Psychologist Paula Niedenthal was rereading The Little House on the Prairie series five years ago when a question came to mind: On the U.S.'s plains in the 1800s, how did the mix of cultures affect how people expressed their emotions? From demonstrative Italians to reticent Swedes, a variety of immigrant groups had to communicate during farming and trading. She wondered whether the long history of migration in the nation has influenced the way we show our feelings.

In 2011 Niedenthal found the data she needed to answer that question—the number of cultures migrating to various countries during the past 500 years—in a paper written by two economists at Brown University. Using those data, Niedenthal and her graduate students at the University of Wisconsin–Madison recently published two papers demonstrating that people from heterogeneous cultures—those with more historical immigration—display more easily recognized emotions than those from homogeneous cultures.

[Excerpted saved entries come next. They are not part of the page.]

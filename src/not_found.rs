//! Error pages for missing resources and forbidden actions.
use axum::{
    http::StatusCode,
    response::{Html, IntoResponse, Response},
};

use crate::html::error_view;

/// The 404 page.
pub struct NotFoundError;

impl IntoResponse for NotFoundError {
    fn into_response(self) -> Response {
        let page = error_view(
            "Not Found",
            "404",
            "Something's missing.",
            "Sorry, we can't find that page. You'll find lots to explore on the home page.",
        );

        (StatusCode::NOT_FOUND, Html(page.into_string())).into_response()
    }
}

/// The 403 page, shown when a user tries to change another user's data.
pub struct ForbiddenError;

impl IntoResponse for ForbiddenError {
    fn into_response(self) -> Response {
        let page = error_view(
            "Forbidden",
            "403",
            "You can't do that.",
            "Only the user who recorded this transaction can change or delete it.",
        );

        (StatusCode::FORBIDDEN, Html(page.into_string())).into_response()
    }
}

/// Fallback route handler for unknown paths.
pub async fn get_404_not_found() -> Response {
    NotFoundError.into_response()
}

#[cfg(test)]
mod tests {
    use axum::{http::StatusCode, response::IntoResponse};

    use super::{ForbiddenError, get_404_not_found};
    use crate::test_utils::parse_html_document;

    #[tokio::test]
    async fn not_found_page_has_404_status() {
        let response = get_404_not_found().await;

        assert_eq!(response.status(), StatusCode::NOT_FOUND);

        let document = parse_html_document(response).await;
        let text = document.root_element().text().collect::<String>();
        assert!(text.contains("404"));
    }

    #[tokio::test]
    async fn forbidden_page_has_403_status() {
        let response = ForbiddenError.into_response();

        assert_eq!(response.status(), StatusCode::FORBIDDEN);
    }
}
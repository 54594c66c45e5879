//! The endpoints for adding, updating and deleting budget entries.

use std::sync::{Arc, Mutex};

use axum::{
    extract::{FromRef, Path, Query, State},
    http::StatusCode,
    response::{IntoResponse, Response},
};
use axum_extra::extract::Form;
use axum_htmx::HxRedirect;
use rusqlite::Connection;
use serde::Deserialize;

use crate::{
    AppState, Error,
    alert::Alert,
    budget::{
        core::{create_budget_entry, delete_budget_entry, update_budget_entry},
        form::BudgetForm,
    },
    endpoints::{self, format_endpoint},
};

/// The state needed to change budget entries.
#[derive(Debug, Clone)]
pub struct BudgetApiState {
    /// The database connection for managing budget entries.
    pub db_connection: Arc<Mutex<Connection>>,
}

impl FromRef<AppState> for BudgetApiState {
    fn from_ref(state: &AppState) -> Self {
        Self {
            db_connection: state.db_connection.clone(),
        }
    }
}

#[derive(Debug, Deserialize)]
pub struct RedirectQuery {
    redirect_url: Option<String>,
}

fn local_redirect(redirect_url: Option<String>) -> Option<String> {
    redirect_url.filter(|url| url.starts_with('/') && !url.starts_with("//"))
}

/// A route handler for adding money to the budget.
///
/// Redirects to the home page on success.
pub async fn create_budget_entry_endpoint(
    State(state): State<BudgetApiState>,
    Form(form): Form<BudgetForm>,
) -> Response {
    if let Err(error) = form.validate() {
        tracing::warn!("rejected budget entry with amount {}", form.amount_added);
        return error.into_alert_response();
    }

    let connection = match state.db_connection.lock() {
        Ok(connection) => connection,
        Err(error) => {
            tracing::error!("could not acquire database lock: {error}");
            return Error::DatabaseLockError.into_alert_response();
        }
    };

    match create_budget_entry(form.amount_added, form.added_date, &connection) {
        Ok(entry) => {
            tracing::info!(
                "added {} to the budget as entry {}",
                entry.amount_added,
                entry.id
            );
            (
                HxRedirect(endpoints::HOME_VIEW.to_owned()),
                StatusCode::SEE_OTHER,
            )
                .into_response()
        }
        Err(error) => {
            tracing::error!("could not create budget entry: {error}");
            error.into_alert_response()
        }
    }
}

/// A route handler for replacing the amount and date of a budget entry.
///
/// Redirects to `redirect_url` if given, otherwise the entry's page.
pub async fn edit_budget_entry_endpoint(
    State(state): State<BudgetApiState>,
    Path(budget_id): Path<i64>,
    Query(query): Query<RedirectQuery>,
    Form(form): Form<BudgetForm>,
) -> Response {
    if let Err(error) = form.validate() {
        tracing::warn!("rejected budget entry with amount {}", form.amount_added);
        return error.into_alert_response();
    }

    let connection = match state.db_connection.lock() {
        Ok(connection) => connection,
        Err(error) => {
            tracing::error!("could not acquire database lock: {error}");
            return Error::DatabaseLockError.into_alert_response();
        }
    };

    match update_budget_entry(budget_id, form.amount_added, form.added_date, &connection) {
        Ok(_) => tracing::info!("updated budget entry {budget_id}"),
        Err(Error::NotFound) => return Error::UpdateMissingBudgetEntry.into_alert_response(),
        Err(error) => {
            tracing::error!("Could not update budget entry {budget_id}: {error}");
            return error.into_alert_response();
        }
    }

    let redirect_url = local_redirect(query.redirect_url)
        .unwrap_or_else(|| format_endpoint(endpoints::BUDGET_VIEW, budget_id));

    (HxRedirect(redirect_url), StatusCode::SEE_OTHER).into_response()
}

/// A route handler for deleting a budget entry.
///
/// Redirects to `redirect_url` when given, otherwise responds with a success
/// alert so that HTMX removes the list item.
pub async fn delete_budget_entry_endpoint(
    State(state): State<BudgetApiState>,
    Path(budget_id): Path<i64>,
    Query(query): Query<RedirectQuery>,
) -> Response {
    let connection = match state.db_connection.lock() {
        Ok(connection) => connection,
        Err(error) => {
            tracing::error!("could not acquire database lock: {error}");
            return Error::DatabaseLockError.into_alert_response();
        }
    };

    match delete_budget_entry(budget_id, &connection) {
        Ok(()) => tracing::info!("deleted budget entry {budget_id}"),
        Err(Error::NotFound) => return Error::DeleteMissingBudgetEntry.into_alert_response(),
        Err(error) => {
            tracing::error!("Could not delete budget entry {budget_id}: {error}");
            return error.into_alert_response();
        }
    }

    match local_redirect(query.redirect_url) {
        Some(redirect_url) => (HxRedirect(redirect_url), StatusCode::SEE_OTHER).into_response(),
        None => (
            StatusCode::OK,
            Alert::SuccessSimple {
                message: "Budget entry deleted".to_owned(),
            }
            .into_html(),
        )
            .into_response(),
    }
}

“If you share language and culture, you don't need to be emotionally expressive,” Niedenthal says. If you do not have that common background, you would want your emotions to be obvious and get your point across.

In one of the papers to come out of Niedenthal's group, published in 2015 in the Proceedings of the National Academy of Sciences USA, first author Magdalena Rychlowska and her co-authors had 726 people from nine countries complete a questionnaire about how they react to different facial expressions. The researchers found that those from more historically heterogeneous cultures tend to see a smile as a good reason to be friendly or get close to someone. Those from homogeneous cultures, however, more often saw a smile as a way to demonstrate superiority. “Smiles are basically like languages—you use them in different ways,” says Rychlowska, now at Cardiff University in Wales.

Expanding on that research, Adrienne Wood, a current Ph.D. candidate in Niedenthal's lab, gathered existing data on emotion recognition from 92 papers representing 82 cultures. She looked at how often subjects attributed the correct emotion to a photograph, video or audio recording and compared that with the historical heterogeneity in the expresser's country. She found that people from cultures with higher rates of immigration display more recognizable facial expressions and vocal cues. “Cultures evolve to address the particular challenges of their social and ecological environments,” says Wood, whose study was published this past January in Emotion.

The researchers hope to investigate more census data soon, which may reveal how long it takes a heterogeneous population of people to shift the way they emote. “A long history of migration changes the whole culture,” Niedenthal says.